Elena Wagenmans

Personal information
- Born: 9 September 2000 (age 25) Belgium, Brussels
- Height: 6 ft 0 in (1.83 m)^{[citation needed]}

Sport
- Country: Netherlands
- Handedness: Right Handed
- Retired: Active
- Racquet used: Tecnifibre

Women's singles
- Highest ranking: No. 147 (January 2017)
- Current ranking: No. 147 (January 2017)

= Elena Wagenmans =

Dutch squash player

Elena Wagenmans (born 9 September 2000 in Brussels) is a squash player best known for representing the senior national team of the Netherlands since the age of 13. At the age of 17, she enrolled in the Stanford University class of 2022.

==Career==
Wagenmans reached a career-high world ranking of World No. 147 in January 2017. She won the US Junior Squash Open Under-11 category in 2009 and 2010, the Dutch Junior Open Under-13 in 2013, and the Dutch National Junior Title Under-19 in 2014. In 2015, she won the Pioneer Under-15 and the Portuguese Open Under-19. A year later, she notched four notable 3-0 wins against top 100 players.

=== National team ===
Wagenmans started playing on the Netherlands women's national squash team in 2014 at age 13, the same year she won the national junior title under 19. Wagenmans was part of the victorious Dutch Women's national team that won the gold medal at the 2015 European Squash Championships in the second division, her second selection at senior level.

=== Stanford ===
Wagenmans is enrolled in Stanford University, attracted by its engineering program.
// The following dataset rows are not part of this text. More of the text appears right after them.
//! Error types for the transfer engine
//!
//! This module defines every error the ledger, the engines, and the replay
//! tooling can produce. Each variant carries the context needed to explain the
//! failure, and [`PaymentError::kind`] folds them into a small taxonomy that
//! callers (HTTP handlers, the CLI) can branch on.
//!
//! # Error Categories
//!
//! - **NotFound**: missing user, recipient, or account
//! - **Validation**: malformed or non-positive amounts, unsupported currencies
//! - **InsufficientFunds**: kept apart from validation so clients can react to it
//! - **Conflict**: bounded lock acquisition exhausted
//! - **PersistenceFailure**: the durable ledger could not be written
//! - **Unauthenticated**: no resolved identity behind the request

use super::account::AccountId;
use super::user::UserId;
use rust_decimal::Decimal;
use thiserror::Error;

/// Coarse classification of a [`PaymentError`]
#[derive(Debug, Clone, Copy, PartialEq, Eq)]
pub enum ErrorKind {
    NotFound,
    Validation,
    InsufficientFunds,
    Conflict,
    PersistenceFailure,
    Unauthenticated,
    Internal,
}

/// Main error type for the transfer engine
///
/// Validation and business-rule failures are returned to the immediate caller
/// as one of these variants; an operation that returns an error has not
/// changed any balance or ledger entry.
#[derive(Debug, Clone, PartialEq, Error)]
pub enum PaymentError {
    /// Currency code outside the supported set
    #[error("Unsupported currency '{code}'")]
    UnsupportedCurrency {
        /// The rejected currency code
        code: String,
    },

    /// Amount is malformed, non-positive, or has more than two decimals
    #[error("Invalid amount '{amount}'")]
    InvalidAmount {
        /// The rejected amount as supplied
        amount: String,
    },

    /// The transfer amount is quoted in a currency other than the source account's
    #[error("Amount currency {actual} does not match account currency {expected}")]
    CurrencyMismatch {
        /// Currency of the requester's account
        expected: String,
        /// Currency the request was quoted in
        actual: String,
    },

    /// Source and destination resolve to the same account
    #[error("Cannot transfer to your own account")]
    SelfTransfer,

    /// A payment method needs a detail the request did not provide
    #[error("{method} deposit requires {field}")]
    MissingPaymentDetails {
        /// Payment method name
        method: String,
        /// Missing detail
        field: String,
    },

    /// The requester has no account to debit
    #[error("Source account not found for user {user}")]
    SourceAccountNotFound {
        /// Requesting user
        user: UserId,
    },

    /// No user with the given username
    #[error("Recipient '{username}' not found")]
    RecipientNotFound {
        /// Username that failed to resolve
        username: String,
    },

    /// The recipient exists but holds no account
    #[error("Recipient account not found for '{username}'")]
    RecipientAccountNotFound {
        /// Recipient username
        username: String,
    },

    /// No account with the given id
    #[error("Account {account} not found")]
    AccountNotFound {
        /// Account id
        account: AccountId,
    },

    /// The user holds no account and provisioning is disabled
    #[error("No account found for user {user}")]
    NoAccountForUser {
        /// Owner id
        user: UserId,
    },

    /// No user is registered under the username
    #[error("User '{username}' not found")]
    UnknownUsername {
        /// Requested username
        username: String,
    },

    /// The owner already holds an account
    #[error("User {owner} already has an account")]
    DuplicateAccount {
        /// Owner id
        owner: UserId,
    },

    /// The username is empty or blank
    #[error("Invalid username '{username}'")]
    InvalidUsername {
        /// Rejected username
        username: String,
    },

    /// The username is already taken
    #[error("Username '{username}' is already taken")]
    DuplicateUser {
        /// Requested username
        username: String,
    },

    /// Balance is lower than the requested debit
    #[error("Insufficient funds in account {account}: available {available}, requested {requested}")]
    InsufficientFunds {
        /// Source account id
        account: AccountId,
        /// Balance at the time of the check
        available: Decimal,
        /// Requested debit
        requested: Decimal,
    },

    /// A balance update would leave the account below zero
    #[error("Balance {balance} for account {account} would be negative")]
    NegativeBalance {
        /// Account id
        account: AccountId,
        /// Rejected balance
        balance: Decimal,
    },

    /// Arithmetic overflow would occur
    #[error("Arithmetic overflow in {operation}")]
    ArithmeticOverflow {
        /// Operation that would overflow
        operation: String,
    },

    /// Lock acquisition gave up after the configured number of attempts
    #[error("Account {account} is busy, retry later ({attempts} attempts)")]
    Conflict {
        /// Contended account id
        account: AccountId,
        /// Attempts made before giving up
        attempts: u32,
    },

    /// The durable ledger could not be written
    #[error("Failed to persist transaction: {message}")]
    PersistenceFailure {
        /// Description of the write failure
        message: String,
    },

    /// The caller has no resolved identity
    #[error("Authentication required")]
    Unauthenticated,

    /// File not found at the specified path
    #[error("File not found: {path}")]
    FileNotFound {
        /// The path that was not found
        path: String,
    },

    /// I/O error occurred while reading or writing files
    #[error("I/O error: {message}")]
    IoError {
        /// Description of the I/O error
        message: String,
    },

    /// CSV parsing error occurred
    #[error("CSV parse error{}: {message}", line.map(|l| format!(" at line {}", l)).unwrap_or_default())]
    ParseError {
        /// Line number where the error occurred (if available)
        line: Option<u64>,
        /// Description of the parsing error
        message: String,
    },
}

impl From<std::io::Error> for PaymentError {
    fn from(error: std::io::Error) -> Self {
        PaymentError::IoError {
            message: error.to_string(),
        }
    }
}

impl From<csv::Error> for PaymentError {
    fn from(error: csv::Error) -> Self {
        let line = error.position().map(|pos| pos.line());

        PaymentError::ParseError {
            line,
            message: error.to_string(),
        }
    }
}

impl PaymentError {
    /// Classify this error into the engine's taxonomy
    pub fn kind(&self) -> ErrorKind {
        match self {
            PaymentError::SourceAccountNotFound { .. }
            | PaymentError::RecipientNotFound { .. }
            | PaymentError::RecipientAccountNotFound { .. }
            | PaymentError::AccountNotFound { .. }
            | PaymentError::NoAccountForUser { .. }
            | PaymentError::UnknownUsername { .. }
            | PaymentError::FileNotFound { .. } => ErrorKind::NotFound,
            PaymentError::UnsupportedCurrency { .. }
            | PaymentError::InvalidAmount { .. }
            | PaymentError::CurrencyMismatch { .. }
            | PaymentError::SelfTransfer
            | PaymentError::MissingPaymentDetails { .. }
            | PaymentError::DuplicateAccount { .. }
            | PaymentError::InvalidUsername { .. }
            | PaymentError::DuplicateUser { .. }
            | PaymentError::ParseError { .. } => ErrorKind::Validation,
            PaymentError::InsufficientFunds { .. } => ErrorKind::InsufficientFunds,
            PaymentError::Conflict { .. } => ErrorKind::Conflict,
            PaymentError::PersistenceFailure { .. } => ErrorKind::PersistenceFailure,
            PaymentError::Unauthenticated => ErrorKind::Unauthenticated,
            PaymentError::NegativeBalance { .. }
            | PaymentError::ArithmeticOverflow { .. }
            | PaymentError::IoError { .. } => ErrorKind::Internal,
        }
    }

    /// Message suitable for showing to an end user
    ///
    /// Internal failures collapse to a generic message so account ids and
    /// balances never leak through them.
    pub fn user_message(&self) -> String {
        match self.kind() {
            ErrorKind::Internal | ErrorKind::PersistenceFailure => {
                "The operation could not be completed, please try again later".to_string()
            }
            _ => self.to_string(),
        }
    }

    /// Whether retrying the same request may succeed
    pub fn is_retryable(&self) -> bool {
        matches!(self.kind(), ErrorKind::Conflict)
    }
}

// Helper functions for creating common errors

impl PaymentError {
    /// Create an UnsupportedCurrency error
    pub fn unsupported_currency(code: &str) -> Self {
        PaymentError::UnsupportedCurrency {
            code: code.to_string(),
        }
    }

    /// Create an InvalidAmount error
    pub fn invalid_amount(amount: &str) -> Self {
        PaymentError::InvalidAmount {
            amount: amount.to_string(),
        }
    }

    /// Create an InsufficientFunds error
    pub fn insufficient_funds(account: AccountId, available: Decimal, requested: Decimal) -> Self {
        PaymentError::InsufficientFunds {
            account,
            available,
            requested,
        }
    }

    /// Create a MissingPaymentDetails error
    pub fn missing_payment_details(method: &str, field: &str) -> Self {
        PaymentError::MissingPaymentDetails {
            method: method.to_string(),
            field: field.to_string(),
        }
    }

    /// Create a RecipientNotFound error
    pub fn recipient_not_found(username: &str) -> Self {
        PaymentError::RecipientNotFound {
            username: username.to_string(),
        }
    }

    /// Create a RecipientAccountNotFound error
    pub fn recipient_account_not_found(username: &str) -> Self {
        PaymentError::RecipientAccountNotFound {
            username: username.to_string(),
        }
    }

    /// Create an ArithmeticOverflow error
    pub fn arithmetic_overflow(operation: &str) -> Self {
        PaymentError::ArithmeticOverflow {
            operation: operation.to_string(),
        }
    }

    /// Create a PersistenceFailure error
    pub fn persistence_failure(message: impl Into<String>) -> Self {
        PaymentError::PersistenceFailure {
            message: message.into(),
        }
    }
}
She plays No. 1 on the Stanford squash team and provided the clinching point in Stanford's victory over Princeton in the CSA National Championships' historical third-place match in 2019. She was named to the First Team All-America selection, a first in the university's history.

Prior to Stanford, Wagenmans attended Lakeside School, the high school in Seattle, in the United States where Bill Gates and Paul Allen met.